Sunday, November 4, 2007

A Brief Note

I did two things today, I read the first 17 pages of the William Styron memoir Darkness Visible and I saw the film SICKO by Micheal Moore.

I know of William Styron because I read a very good book of his years ago called Sophie’s Choice. There was also a very good film done of it starring Meryl Streep and Kevin Kline. I recommend both, but I picked up Darkness Visible at the library because it is an account of his experience of severe depression. I hadn’t known that he had suffered from mental illness. It’s a short book, a mere 84 pages, but so far he writes convincingly of the first major symptoms of his illness. He writes of “panic and dislocation, and a sense that my thought processes were being engulfed by a toxic and unnameable tide that obliterated any enjoyable response to the living world.” (16) He also writes about sleeplessness and “confusion, failure of mental focus and lapse of memory.” (14) This breakdown occurs while he is in Paris in 1985 about to get a $25,000 award. He makes it through the award ceremony, lunch and a publicized visit to a newly opened museum for Picasso but just barely and that is where I stopped...

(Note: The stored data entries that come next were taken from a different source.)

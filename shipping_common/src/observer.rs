//! Observability seam for the quote calculator.
//!
//! The calculator never logs on its own; it reports `QuoteEvent`s to an injected
//! `QuoteObserver`. `LogObserver` forwards them to the `log` facade, `NoOpObserver`
//! drops them.

use log::{info, warn};
use strum::{Display, EnumString};

use crate::quote::Quote;

/// Calculator operation an event belongs to.
#[derive(Debug, Clone, Copy, PartialEq, Eq, Hash, Display, EnumString)]
pub enum Operation {
    /// Quote computed from cart line items.
    CreateQuoteFromItems,
    /// Quote computed from a raw currency amount.
    CreateQuoteFromAmount,
}

/// Events emitted by the quote calculator.
#[derive(Debug, Clone, PartialEq)]
pub enum QuoteEvent {
    /// A computation started.
    Received {
        /// Operation that was invoked.
        operation: Operation,
    },

    /// A computation finished with a quote.
    Completed {
        /// Operation that was invoked.
        operation: Operation,
        /// Resulting quote.
        quote: Quote,
    },

    /// The input was rejected.
    Rejected {
        /// Operation that was invoked.
        operation: Operation,
        /// Human-readable rejection reason.
        reason: String,
    },
}

/// Receiver of calculator events.
/// Implementations can handle logging, metrics, auditing, etc.
pub trait QuoteObserver: Send + Sync {
    /// Handle a calculator event.
    fn on_event(&self, event: QuoteEvent);
}

impl<T: QuoteObserver + ?Sized> QuoteObserver for std::sync::Arc<T> {
    fn on_event(&self, event: QuoteEvent) {
        (**self).on_event(event);
    }
}

/// Observer that ignores every event.
#[derive(Debug, Clone, Copy, Default)]
pub struct NoOpObserver;

impl QuoteObserver for NoOpObserver {
    fn on_event(&self, _event: QuoteEvent) {}
}

/// Observer that writes events through the `log` facade.
#[derive(Debug, Clone, Copy, Default)]
pub struct LogObserver;

impl QuoteObserver for LogObserver {
    fn on_event(&self, event: QuoteEvent) {
        match event {
            QuoteEvent::Received { operation } => info!("[{}] received request", operation),
            QuoteEvent::Completed { operation, quote } => {
                info!("[{}] completed request: {}", operation, quote)
            }
            QuoteEvent::Rejected { operation, reason } => {
                warn!("[{}] rejected request: {}", operation, reason)
            }
        }
    }
}

#[cfg(test)]
mod tests {
    use super::*;

    #[test]
    fn operation_names_match_log_labels() {
        assert_eq!(Operation::CreateQuoteFromItems.to_string(), "CreateQuoteFromItems");
        assert_eq!(
            "CreateQuoteFromAmount".parse::<Operation>().unwrap(),
            Operation::CreateQuoteFromAmount
        );
    }

    #[derive(Default)]
    struct RecordingObserver {
        events: std::sync::Mutex<Vec<QuoteEvent>>,
    }

    impl QuoteObserver for RecordingObserver {
        fn on_event(&self, event: QuoteEvent) {
            self.events.lock().unwrap().push(event);
        }
    }

    #[test]
    fn shared_observer_receives_forwarded_events() {
        let recorder = std::sync::Arc::new(RecordingObserver::default());
        let shared: Box<dyn QuoteObserver> = Box::new(std::sync::Arc::clone(&recorder));
        let event = QuoteEvent::Rejected {
            operation: Operation::CreateQuoteFromAmount,
            reason: String::from("Negative amount: -5"),
        };

        shared.on_event(event.clone());
        NoOpObserver.on_event(event.clone());
        LogObserver.on_event(event.clone());

        assert_eq!(*recorder.events.lock().unwrap(), vec![event]);
    }
}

I have experience with severe depression, mainly during the months after I came out of my major delusions. I remember feeling suicidal because of it. So I can identify with the image of thoughts being engulfed in a toxic force but for me that toxic force was most especially the schizophrenia. The depression just made it much harder to function. I almost dropped out of school. It’s weird, I still get depressed but it’s qualitatively different from before. I was so raw then, just coming out of my third and final psychotic break. Now, despite the blues, despite the anxiety I have more hope than I did then. There is some fragility but no more being devastated. This is an important difference to me.

More on this and SICKO hopefully tomorrow.